On Sunday it was sunny and warm, flowers were starting to bloom, the birds were singing. Yesterday the high thin clouds move in, and a south east wind blew damp and chilly across the harbor; stopped any more flower buds from opening. It rained all night, and this morning dawned gray and wet and dismal; the only birds that were out were the seagulls. By this afternoon the sun had come out, and it was cold with a brisk breeze out of the west; felt like winter again.
We’re supposed to get snow tonight, rain tomorrow, and it’s supposed to be warm and sunny again on Thursday. It’s turning into a typical New England spring week: bouncing back and forth between wintry weather and warm weather. After the warm sun over the weekend, I felt drained of energy by the sudden change to overcast skies and rain this morning — all morning in the office, we were talking about how we all felt slow and stupid. Then the cold wind this afternoon dampened my energy further, brought me to a low unthinking state of being: I just wanted to take a nap.

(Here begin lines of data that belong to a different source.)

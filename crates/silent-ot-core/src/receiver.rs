//! Silent OT receiver.
use silent_core::Block;
use tracing::{debug, instrument};

use crate::{
    channel::{Channel, TransportError},
    compress::compress,
    generator::{noise_index, Generator},
    matrix::BlockMatrix,
    params::GROUP_SIZE,
    sender::ReceiverSetup,
    Error, Params, ROTReceiverOutput, SilentConfig, TransferId,
};

/// Silent OT receiver.
#[derive(Debug)]
pub struct Receiver<T: state::State = state::Initialized> {
    config: SilentConfig,
    state: T,
}

impl Receiver {
    /// Creates a new Receiver.
    pub fn new(config: SilentConfig) -> Self {
        Receiver {
            config,
            state: state::Initialized {
                id: TransferId::default(),
            },
        }
    }

    /// Sets up a batch of `count` OTs from the sender's key material.
    ///
    /// # Errors
    ///
    /// Returns [`Error::Parameter`] if the key material is malformed or does not match
    /// `count` and the receiver's configuration.
    #[instrument(level = "debug", fields(count = count), skip_all, err)]
    pub fn setup(
        self,
        count: usize,
        setup: ReceiverSetup,
    ) -> Result<Receiver<state::Setup>, Error> {
        let params = Params::new(count, &self.config)?;
        let ReceiverSetup {
            count: setup_count,
            points,
            keys,
        } = setup;

        if setup_count != count {
            return Err(Error::parameter(format!(
                "key material is for {setup_count} OTs, expected {count}"
            )));
        }

        if points.len() != params.partitions() || keys.len() != params.partitions() {
            return Err(Error::parameter(format!(
                "expected key material for {} partitions, got {} points and {} keys",
                params.partitions(),
                points.len(),
                keys.len()
            )));
        }

        if let Some(&point) = points.iter().find(|&&p| p >= params.size_per()) {
            return Err(Error::parameter(format!(
                "point {point} is outside of the partition [0, {})",
                params.size_per()
            )));
        }

        for key in &keys {
            key.validate()?;
            if key.depth() != params.depth() || key.group_size() != GROUP_SIZE {
                return Err(Error::parameter(format!(
                    "expected DPF keys of depth {} with groups of {GROUP_SIZE}, got depth {} with groups of {}",
                    params.depth(),
                    key.depth(),
                    key.group_size()
                )));
            }
        }

        let mut noise: Vec<usize> = points
            .iter()
            .enumerate()
            .map(|(p, &alpha)| noise_index(alpha, p, params.partitions(), GROUP_SIZE))
            .collect();
        noise.sort_unstable();

        let generator = Generator::new(keys, params.leaves())?;

        Ok(Receiver {
            config: self.config,
            state: state::Setup {
                id: self.state.id,
                params,
                noise,
                generator,
            },
        })
    }
}

impl Receiver<state::Setup> {
    /// Returns the batch parameters.
    pub fn params(&self) -> &Params {
        &self.state.params
    }

    /// Returns the positions of the noisy vector carrying the correlation, in ascending order.
    pub fn noise(&self) -> &[usize] {
        &self.state.noise
    }

    /// Receives the sender's expanded vector and derives the receiver's outputs.
    ///
    /// Returns the receiver back in its initial state together with `n` choice bits and the
    /// chosen messages.
    ///
    /// # Errors
    ///
    /// Returns [`Error::Transport`] if the message is not exactly `n2` blocks and
    /// [`Error::SecurityCheck`] if it is inconsistent with the receiver's keys.
    #[instrument(level = "debug", fields(count = self.state.params.count()), skip_all, err)]
    pub fn receive<C: Channel + ?Sized>(
        self,
        channel: &mut C,
    ) -> Result<(Receiver, ROTReceiverOutput<bool, Block>), Error> {
        let Receiver { config, state } = self;
        let state::Setup {
            mut id,
            params,
            noise,
            generator,
        } = state;

        let r = channel.recv_blocks()?;
        if r.len() != params.n2() {
            return Err(TransportError::Malformed(format!(
                "expected {} blocks, got {}",
                params.n2(),
                r.len()
            ))
            .into());
        }

        let v = generator.expand(params.n2())?;

        debug!("dpf expansion done");

        check_correlation(&r, &v, &noise)?;

        debug!("consistency check done");

        let vt = BlockMatrix::from_blocks(v, params.n2())?.transpose()?;
        let msgs = compress(config.mult_type(), &params, &vt)?;

        let mut indicator = vec![Block::ZERO; params.n2()];
        for &i in &noise {
            indicator[i] = Block::ONE;
        }
        let indicator = BlockMatrix::from_blocks(indicator, params.n2())?.transpose()?;
        let choices: Vec<bool> = compress(config.mult_type(), &params, &indicator)?
            .iter()
            .map(Block::lsb)
            .collect();

        debug!(n = msgs.len(), "output produced");

        let output = ROTReceiverOutput {
            id: id.next_id(),
            choices,
            msgs,
        };

        Ok((
            Receiver {
                config,
                state: state::Initialized { id },
            },
            output,
        ))
    }
}

/// Checks that `r ^ v` is one nonzero value at the `noise` positions and zero elsewhere.
fn check_correlation(r: &[Block], v: &[Block], noise: &[usize]) -> Result<(), Error> {
    let mut correlation = None;
    let mut noise = noise.iter().peekable();

    for (i, (&a, &b)) in r.iter().zip(v).enumerate() {
        let d = a ^ b;
        if noise.next_if_eq(&&i).is_some() {
            match correlation {
                _ if d == Block::ZERO => {
                    return Err(Error::security(format!("no correlation at noise position {i}")))
                }
                Some(c) if c != d => {
                    return Err(Error::security(format!(
                        "inconsistent correlation at noise position {i}"
                    )))
                }
                _ => correlation = Some(d),
            }
        } else if d != Block::ZERO {
            return Err(Error::security(format!("unexpected correlation at position {i}")));
        }
    }

    Ok(())
}

/// The receiver's state.
pub mod state {
    use super::*;

    mod sealed {
        pub trait Sealed {}

        impl Sealed for super::Initialized {}
        impl Sealed for super::Setup {}
    }

    /// The receiver's state.
    pub trait State: sealed::Sealed {}

    /// The receiver's initial state.
    pub struct Initialized {
        pub(super) id: TransferId,
    }

    impl State for Initialized {}

    opaque_debug::implement!(Initialized);

    /// The receiver's state after the setup phase.
    pub struct Setup {
        pub(super) id: TransferId,
        pub(super) params: Params,
        /// Positions of the noisy vector carrying the correlation, sorted.
        pub(super) noise: Vec<usize>,
        pub(super) generator: Generator,
    }

    impl State for Setup {}

    opaque_debug::implement!(Setup);
}
//! Multiplication by a quasi-cyclic matrix.
//!
//! Row `i` of the transposed noisy vector is split into `scaler` segments of `n` bits, each
//! read as a polynomial `b_{i,s}` of degree `< n`. With public random polynomials `a_s`, the
//! compressed row is
//!
//! ```text
//! c_i = sum_s a_s * b_{i,s}  mod (x^p - 1)
//! ```
//!
//! which is the product with a block-circulant generator matrix. Transposing the `128 x n / 128`
//! result back gives the `n` output blocks. Bits `[p, n)` of every row are zero after the
//! reduction, so the outputs at `[p, n)` are zero.

use rand::SeedableRng;
use silent_core::{prg::Prg, Block};
use tracing::{debug, instrument};

#[cfg(feature = "rayon")]
use rayon::prelude::*;

use crate::{
    kernels::modp,
    matrix::BlockMatrix,
    poly::{DecodeCache, Poly},
    Error, Params,
};

/// Compresses the `128 x n2 / 128` matrix `rt` into `n` blocks.
#[instrument(level = "debug", fields(n = params.n()), skip_all, err)]
pub fn compress(params: &Params, rt: &BlockMatrix) -> Result<Vec<Block>, Error> {
    let n_blocks = params.n_blocks();
    let rows = rt.rows();

    let mut prg = Prg::from_seed(Block::ZERO);
    let mut a = vec![Block::ZERO; n_blocks];
    let a_polys: Vec<Poly> = (0..params.scaler())
        .map(|_| {
            prg.random_blocks(&mut a);
            Poly::encode(&a)
        })
        .collect();

    cfg_if::cfg_if! {
        if #[cfg(feature = "rayon")] {
            let iter = (0..rows).into_par_iter();
        } else {
            let iter = 0..rows;
        }
    }

    let c: Vec<Poly> = iter
        .map(|i| {
            let row = rt.row(i);
            let mut segments = a_polys
                .iter()
                .zip(row.chunks_exact(n_blocks))
                .map(|(a, b)| (a, Poly::encode(b)));

            let mut c = match segments.next() {
                Some((a, b)) => Poly::mul(a, &b),
                None => Poly::default(),
            };
            for (a, mut b) in segments {
                b.mul_assign(a);
                c.add_assign(&b);
            }
            c
        })
        .collect();

    debug!("multiplication done");

    let mut c_mod_p = BlockMatrix::zeros(rows, n_blocks);
    let mut cache = DecodeCache::default();
    for (i, ci) in c.iter().enumerate() {
        let product = ci.decode(2 * n_blocks, &mut cache)?;
        modp(c_mod_p.row_mut(i), product, params.prime())?;
    }

    debug!("reduction done");

    Ok(c_mod_p.transpose()?.into_blocks())
}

Yet tonight a church committee meeting turned from routine business discussions into a long conversation about reincarnation, God, what happens after death; we all wound up talking about people close to us who had died, and what their deaths had meant to us. It was an amazing conversation, a richly religious conversation. The uncertainties and vagaries of the weather seem to have opened up this conversation for us: and why not? We respond to the world around us in ways we pretend not to notice. But truth has a way of bursting in unexpectedly, like spring weather in this part of New England.